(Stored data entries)
+===+

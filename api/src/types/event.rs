use super::{Category, CategoryId, EventId, Location, LocationId, OrganizerId};
use chrono::{DateTime, Utc};
use serde::{Deserialize, Serialize};

/// Publication state of an event
#[derive(Debug, Clone, Copy, Default, PartialEq, Eq, Serialize, Deserialize)]
#[serde(rename_all = "SCREAMING_SNAKE_CASE")]
pub enum EventStatus {
    /// Not visible to attendees
    Draft,
    /// On sale
    Published,
    /// Called off
    Cancelled,
    /// Already took place
    Completed,
    /// Status this client does not know
    #[default]
    #[serde(other)]
    Unknown,
}

/// Image attached to an event
#[derive(Debug, Clone, PartialEq, Serialize, Deserialize)]
#[serde(rename_all = "camelCase")]
pub struct EventImage {
    /// Public URL
    pub url: String,
    /// Whether this is the cover image
    #[serde(default)]
    pub is_primary: bool,
}

/// An event as listed to attendees and organizers
#[derive(Debug, Clone, PartialEq, Serialize, Deserialize)]
#[serde(rename_all = "camelCase")]
pub struct Event {
    /// Identifier
    pub id: EventId,
    /// Title
    pub title: String,
    /// Long description
    pub description: Option<String>,
    /// When doors open
    pub start_time: DateTime<Utc>,
    /// When it ends
    pub end_time: Option<DateTime<Utc>>,
    /// Venue name
    pub venue: Option<String>,
    /// City-level location
    pub location: Option<Location>,
    /// Category
    pub category: Option<Category>,
    /// Organizer running the event
    pub organizer_id: Option<OrganizerId>,
    /// Publication state
    #[serde(default)]
    pub status: EventStatus,
    /// Shown on the featured carousel
    #[serde(default, rename = "isFeatured")]
    pub featured: bool,
    /// Images, cover first when the server sorts them
    #[serde(default)]
    pub images: Vec<EventImage>,
    /// Cheapest ticket price
    pub min_price: Option<f64>,
}

impl Event {
    /// The cover image, or the first one when none is marked primary
    #[must_use]
    pub fn primary_image(&self) -> Option<&EventImage> {
        self.images
            .iter()
            .find(|i| i.is_primary)
            .or_else(|| self.images.first())
    }
}

/// Body for creating or updating an event
#[derive(Debug, Clone, PartialEq, Serialize, Deserialize)]
#[serde(rename_all = "camelCase")]
pub struct EventDraft {
    /// Title
    pub title: String,
    /// Long description
    #[serde(skip_serializing_if = "Option::is_none")]
    pub description: Option<String>,
    /// Start time
    pub start_time: DateTime<Utc>,
    /// End time
    #[serde(skip_serializing_if = "Option::is_none")]
    pub end_time: Option<DateTime<Utc>>,
    /// Venue name
    #[serde(skip_serializing_if = "Option::is_none")]
    pub venue: Option<String>,
    /// Location
    #[serde(skip_serializing_if = "Option::is_none")]
    pub location_id: Option<LocationId>,
    /// Category
    #[serde(skip_serializing_if = "Option::is_none")]
    pub category_id: Option<CategoryId>,
}

/// Query for the event list
#[derive(Debug, Clone, Default, PartialEq, Eq)]
pub struct EventFilter {
    /// Free-text search
    pub search: Option<String>,
    /// Only this category
    pub category_id: Option<CategoryId>,
    /// Only this location
    pub location_id: Option<LocationId>,
    /// Zero-based page
    pub page: Option<u32>,
    /// Page size
    pub size: Option<u32>,
}

impl EventFilter {
    /// Query parameters for the set fields, in a stable order
    #[must_use]
    pub fn to_query(&self) -> Vec<(String, String)> {
        let mut query = Vec::new();
        if let Some(search) = self.search.as_deref().map(str::trim).filter(|s| !s.is_empty()) {
            query.push(("search".to_string(), search.to_string()));
        }
        if let Some(category) = &self.category_id {
            query.push(("categoryId".to_string(), category.to_string()));
        }
        if let Some(location) = &self.location_id {
            query.push(("locationId".to_string(), location.to_string()));
        }
        if let Some(page) = self.page {
            query.push(("page".to_string(), page.to_string()));
        }
        if let Some(size) = self.size {
            query.push(("size".to_string(), size.to_string()));
        }
        query
    }
}

/// Image file to upload
#[derive(Clone, PartialEq, Eq)]
pub struct ImageUpload {
    /// File name sent with the part
    pub file_name: String,
    /// MIME type
    pub content_type: String,
    /// Raw bytes
    pub bytes: Vec<u8>,
}

impl std::fmt::Debug for ImageUpload {
    fn fmt(&self, f: &mut std::fmt::Formatter<'_>) -> std::fmt::Result {
        f.debug_struct("ImageUpload")
            .field("file_name", &self.file_name)
            .field("content_type", &self.content_type)
            .field("len", &self.bytes.len())
            .finish()
    }
}

#[cfg(test)]
mod tests {
    use super::*;
    use serde_json::json;

    #[test]
    fn decodes_event_with_unknown_status() {
        let event: Result<Event, _> = serde_json::from_value(json!({
            "id": "e1",
            "title": "Jazz Night",
            "startTime": "2026-03-01T19:00:00Z",
            "status": "POSTPONED",
            "isFeatured": true,
            "images": [
                { "url": "https://cdn/a.png" },
                { "url": "https://cdn/b.png", "isPrimary": true }
            ]
        }));

        let event = event.ok();
        assert!(event.is_some());
        if let Some(event) = event {
            assert_eq!(event.status, EventStatus::Unknown);
            assert!(event.featured);
            assert_eq!(
                event.primary_image().map(|i| i.url.as_str()),
                Some("https://cdn/b.png")
            );
            assert_eq!(event.min_price, None);
        }
    }

    #[test]
    fn filter_skips_unset_and_blank_fields() {
        let filter = EventFilter {
            search: Some("  ".to_string()),
            category_id: Some(CategoryId::new("music")),
            page: Some(0),
            ..EventFilter::default()
        };

        assert_eq!(
            filter.to_query(),
            vec![
                ("categoryId".to_string(), "music".to_string()),
                ("page".to_string(), "0".to_string()),
            ]
        );
    }
}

+===+

**ABOUT THIS TASK**
Going through the entries above line by line, work out how many lines include the word "push". Only the number is required.

**RESPONSE BELOW**
5